**What the task requires**
Go through the records underneath and count the lines that include the string "Serialize". Give nothing but the number.

:: Provided records

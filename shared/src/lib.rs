use std::fmt;

use serde::{Deserialize, Serialize};

pub mod config;
pub mod document;
pub mod error;
pub mod geometry;
pub mod interaction;
pub mod page;
pub mod render;
pub mod stroke;

pub use config::{BoardConfig, EraseStyle, ImagePlacement};
pub use document::{Document, PageNav};
pub use error::BoardError;
pub use geometry::{Corner, Rect};
pub use interaction::{Controller, Effect, Effects, KeyPress, TimerToken};
pub use page::{
    DraggableImage, ImageTicket, Page, PendingStroke, StrokeMode, Thumbnail, ToolSettings,
    UndoEntry,
};
pub use render::{render, Composite, DrawCommand, Frame, Overlay};
pub use stroke::{erase_pass, Ink, Stroke};

/// Canvas-local position in CSS pixels.
#[derive(Serialize, Deserialize, Clone, Copy, Debug, PartialEq)]
pub struct Point {
    pub x: f32,
    pub y: f32,
}

impl Point {
    pub const fn new(x: f32, y: f32) -> Self {
        Self { x, y }
    }

    pub fn is_finite(self) -> bool {
        self.x.is_finite() && self.y.is_finite()
    }

    pub fn offset_from(self, origin: Point) -> Point {
        Point {
            x: self.x - origin.x,
            y: self.y - origin.y,
        }
    }
}

macro_rules! id_type {
    ($name:ident) => {
        #[derive(Serialize, Deserialize, Clone, Copy, Debug, PartialEq, Eq, PartialOrd, Ord, Hash)]
        pub struct $name(pub u32);

        impl fmt::Display for $name {
            fn fmt(&self, f: &mut fmt::Formatter<'_>) -> fmt::Result {
                write!(f, "{}", self.0)
            }
        }
    };
}

id_type!(PageId);
id_type!(ImageId);
// Handle into the client's store of decoded pixel sources.
id_type!(SourceId);
#[wasm_bindgen(start)]
pub fn run() -> Result<(), JsValue> {
    console_error_panic_hook::set_once();
    if console_log::init_with_level(log::Level::Info).is_err() {
        web_sys::console::warn_1(&"logger already initialised".into());
    }

    let window = web_sys::window().ok_or_else(|| JsValue::from_str("Missing window"))?;
    let html = window
        .document()
        .ok_or_else(|| JsValue::from_str("Missing document"))?;

    let canvas: HtmlCanvasElement = get_element(&html, "drawing-board")?;
    let ctx = canvas
        .get_context("2d")?
        .ok_or_else(|| JsValue::from_str("Missing canvas context"))?
        .dyn_into::<CanvasRenderingContext2d>()?;

    let toolbar = Toolbar {
        color_input: get_element(&html, "stroke")?,
        color_display: get_element(&html, "colorDisplay")?,
        eraser_button: get_element(&html, "eraser")?,
        eraser_size: get_element(&html, "eraserSize")?,
        line_width: get_element(&html, "lineWidth")?,
        clear_button: get_element(&html, "clear")?,
        image_input: get_element(&html, "imageInput")?,
        image_list: get_element(&html, "imageList")?,
    };
    let pages = PageBar {
        prev_button: get_element(&html, "prev-page")?,
        next_button: get_element(&html, "next-page")?,
        new_button: get_element(&html, "new-page")?,
        delete_button: get_element(&html, "delete-page")?,
        current: get_element(&html, "current-page")?,
        total: get_element(&html, "total-pages")?,
    };

    let config = read_config(&html);
    let controller = Controller::new(config);
    {
        let tools = controller.tools();
        toolbar.color_input.set_value(&tools.color);
        set_color_display(&toolbar.color_display, &tools.color);
        toolbar.line_width.set_value(&tools.line_width.to_string());
        toolbar.eraser_size.set_value(&tools.eraser_size.to_string());
        set_tool_button(&toolbar.eraser_button, false);
    }

    let document = Document::new();
    update_navigation(&pages, document.navigation());

    let state: Shared = Rc::new(RefCell::new(State {
        html: html.clone(),
        canvas: canvas.clone(),
        ctx,
        board_width: 0.0,
        board_height: 0.0,
        document,
        controller,
        images: ImageStore::default(),
        timers: HashMap::new(),
        toolbar,
        pages,
    }));

    {
        let mut state = state.borrow_mut();
        resize_canvas(&window, &mut state);
        set_canvas_cursor(&state.canvas, state.controller.cursor());
    }

    {
        let resize_state = state.clone();
        let window_cb = window.clone();
        let onresize = Closure::<dyn FnMut()>::new(move || {
            let mut state = resize_state.borrow_mut();
            resize_canvas(&window_cb, &mut state);
        });
        window.add_event_listener_with_callback("resize", onresize.as_ref().unchecked_ref())?;
        onresize.forget();
    }

    {
        let down_state = state.clone();
        let down_canvas = canvas.clone();
        let ondown = Closure::<dyn FnMut(PointerEvent)>::new(move |event: PointerEvent| {
            if event.button() != 0 {
                return;
            }
            event.prevent_default();
            let Some(point) = event_to_point(&down_canvas, &event) else {
                return;
            };
            with_board(&down_state, |controller, document| {
                controller.pointer_down(document, point)
            });
        });
        canvas.add_event_listener_with_callback("pointerdown", ondown.as_ref().unchecked_ref())?;
        ondown.forget();
    }

    {
        let move_state = state.clone();
        let move_canvas = canvas.clone();
        let onmove = Closure::<dyn FnMut(PointerEvent)>::new(move |event: PointerEvent| {
            let Some(point) = event_to_point(&move_canvas, &event) else {
                return;
            };
            with_board(&move_state, |controller, document| {
                controller.pointer_move(document, point)
            });
        });
        canvas.add_event_listener_with_callback("pointermove", onmove.as_ref().unchecked_ref())?;
        onmove.forget();
    }

    {
        let up_state = state.clone();
        let onup = Closure::<dyn FnMut(PointerEvent)>::new(move |_: PointerEvent| {
            with_board(&up_state, |controller, document| {
                controller.pointer_up(document)
            });
        });
        canvas.add_event_listener_with_callback("pointerup", onup.as_ref().unchecked_ref())?;
        onup.forget();
    }

    {
        let leave_state = state.clone();
        let onleave = Closure::<dyn FnMut(PointerEvent)>::new(move |_: PointerEvent| {
            with_board(&leave_state, |controller, document| {
                controller.pointer_leave(document)
            });
        });
        canvas
            .add_event_listener_with_callback("pointerleave", onleave.as_ref().unchecked_ref())?;
        onleave.forget();
    }

    {
        let key_state = state.clone();
        let onkeydown = Closure::<dyn FnMut(KeyboardEvent)>::new(move |event: KeyboardEvent| {
            let key = KeyPress {
                key: event.key(),
                code: event.code(),
                ctrl: event.ctrl_key(),
                alt: event.alt_key(),
            };
            if !key.is_undo() {
                return;
            }
            event.prevent_default();
            with_board(&key_state, |controller, document| {
                controller.key_down(document, &key)
            });
        });
        html.add_event_listener_with_callback("keydown", onkeydown.as_ref().unchecked_ref())?;
        onkeydown.forget();
    }

    {
        let color_input = state.borrow().toolbar.color_input.clone();
        let onclick = Closure::<dyn FnMut(Event)>::new(move |_| {
            color_input.click();
        });
        state
            .borrow()
            .toolbar
            .color_display
            .add_event_listener_with_callback("click", onclick.as_ref().unchecked_ref())?;
        onclick.forget();
    }

    {
        let color_state = state.clone();
        let oninput = Closure::<dyn FnMut(Event)>::new(move |_| {
            let mut state = color_state.borrow_mut();
            let value = state.toolbar.color_input.value();
            state.controller.set_color(&value);
            set_color_display(&state.toolbar.color_display, &state.controller.tools().color);
        });
        state
            .borrow()
            .toolbar
            .color_input
            .add_event_listener_with_callback("input", oninput.as_ref().unchecked_ref())?;
        oninput.forget();
    }

    {
        let width_state = state.clone();
        let onchange = Closure::<dyn FnMut(Event)>::new(move |_| {
            let mut state = width_state.borrow_mut();
            if let Some(width) = input_number(&state.toolbar.line_width) {
                state.controller.set_line_width(width);
            }
        });
        state
            .borrow()
            .toolbar
            .line_width
            .add_event_listener_with_callback("change", onchange.as_ref().unchecked_ref())?;
        onchange.forget();
    }

    {
        let size_state = state.clone();
        let onchange = Closure::<dyn FnMut(Event)>::new(move |_| {
            let effects = {
                let mut state = size_state.borrow_mut();
                match input_number(&state.toolbar.eraser_size) {
                    Some(size) => state.controller.set_eraser_size(size),
                    None => Effects::default(),
                }
            };
            apply(&size_state, effects);
        });
        state
            .borrow()
            .toolbar
            .eraser_size
            .add_event_listener_with_callback("change", onchange.as_ref().unchecked_ref())?;
        onchange.forget();
    }

    {
        let eraser_state = state.clone();
        let onclick = Closure::<dyn FnMut(Event)>::new(move |_| {
            let effects = {
                let mut state = eraser_state.borrow_mut();
                let effects = state.controller.toggle_eraser();
                let erasing = state.controller.tools().mode == StrokeMode::Erase;
                set_tool_button(&state.toolbar.eraser_button, erasing);
                effects
            };
            apply(&eraser_state, effects);
        });
        state
            .borrow()
            .toolbar
            .eraser_button
            .add_event_listener_with_callback("click", onclick.as_ref().unchecked_ref())?;
        onclick.forget();
    }

    {
        let targets: [(web_sys::EventTarget, fn(&mut Controller, &mut Document) -> Effects); 5] = {
            let state = state.borrow();
            [
                (state.toolbar.clear_button.clone().into(), |controller, document| {
                    controller.clear(document)
                }),
                (state.pages.prev_button.clone().into(), |controller, document| {
                    controller.previous_page(document)
                }),
                (state.pages.next_button.clone().into(), |controller, document| {
                    controller.next_page(document)
                }),
                (state.pages.new_button.clone().into(), |controller, document| {
                    controller.new_page(document)
                }),
                (state.pages.delete_button.clone().into(), |controller, document| {
                    controller.delete_page(document)
                }),
            ]
        };
        for (target, operation) in targets {
            add_board_click(&state, &target, operation)?;
        }
    }

    {
        let upload_state = state.clone();
        let onchange = Closure::<dyn FnMut(Event)>::new(move |_| {
            let input = upload_state.borrow().toolbar.image_input.clone();
            let Some(files) = input.files() else {
                return;
            };
            let files = (0..files.length())
                .filter_map(|index| files.get(index))
                .collect::<Vec<_>>();
            for file in files {
                load_image_file(&upload_state, file);
            }
            input.set_value("");
        });
        state
            .borrow()
            .toolbar
            .image_input
            .add_event_listener_with_callback("change", onchange.as_ref().unchecked_ref())?;
        onchange.forget();
    }

    {
        let paste_state = state.clone();
        let onpaste = Closure::<dyn FnMut(ClipboardEvent)>::new(move |event: ClipboardEvent| {
            if let Some(file) = pasted_image(&event) {
                event.prevent_default();
                load_image_file(&paste_state, file);
            }
        });
        html.add_event_listener_with_callback("paste", onpaste.as_ref().unchecked_ref())?;
        onpaste.forget();
    }

    {
        let list_state = state.clone();
        let onmousedown = Closure::<dyn FnMut(Event)>::new(move |event: Event| {
            let Some(action) = sidebar_action_from_event(&event) else {
                return;
            };
            event.prevent_default();
            with_board(&list_state, |controller, document| match action {
                SidebarAction::Place(id) => controller.place_copy(document, id),
                SidebarAction::Remove(id) => controller.remove_image(document, id),
            });
        });
        state
            .borrow()
            .toolbar
            .image_list
            .add_event_listener_with_callback("mousedown", onmousedown.as_ref().unchecked_ref())?;
        onmousedown.forget();
    }

    log::info!("board ready");
    Ok(())
}
use std::collections::HashMap;

use web_sys::{
    CanvasRenderingContext2d, HtmlButtonElement, HtmlCanvasElement, HtmlElement, HtmlInputElement,
    HtmlSpanElement,
};

use pageboard_shared::{Controller, Document, TimerToken};

use crate::images::ImageStore;

pub struct Toolbar {
    pub color_input: HtmlInputElement,
    pub color_display: HtmlElement,
    pub eraser_button: HtmlButtonElement,
    pub eraser_size: HtmlInputElement,
    pub line_width: HtmlInputElement,
    pub clear_button: HtmlButtonElement,
    pub image_input: HtmlInputElement,
    pub image_list: HtmlElement,
}

pub struct PageBar {
    pub prev_button: HtmlButtonElement,
    pub next_button: HtmlButtonElement,
    pub new_button: HtmlButtonElement,
    pub delete_button: HtmlButtonElement,
    pub current: HtmlSpanElement,
    pub total: HtmlSpanElement,
}

pub struct State {
    pub html: web_sys::Document,
    pub canvas: HtmlCanvasElement,
    pub ctx: CanvasRenderingContext2d,
    pub board_width: f64,
    pub board_height: f64,
    pub document: Document,
    pub controller: Controller,
    pub images: ImageStore,
    /// Browser timeout handles of armed hover timers.
    pub timers: HashMap<TimerToken, i32>,
    pub toolbar: Toolbar,
    pub pages: PageBar,
}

::::

**Solution to this task**
3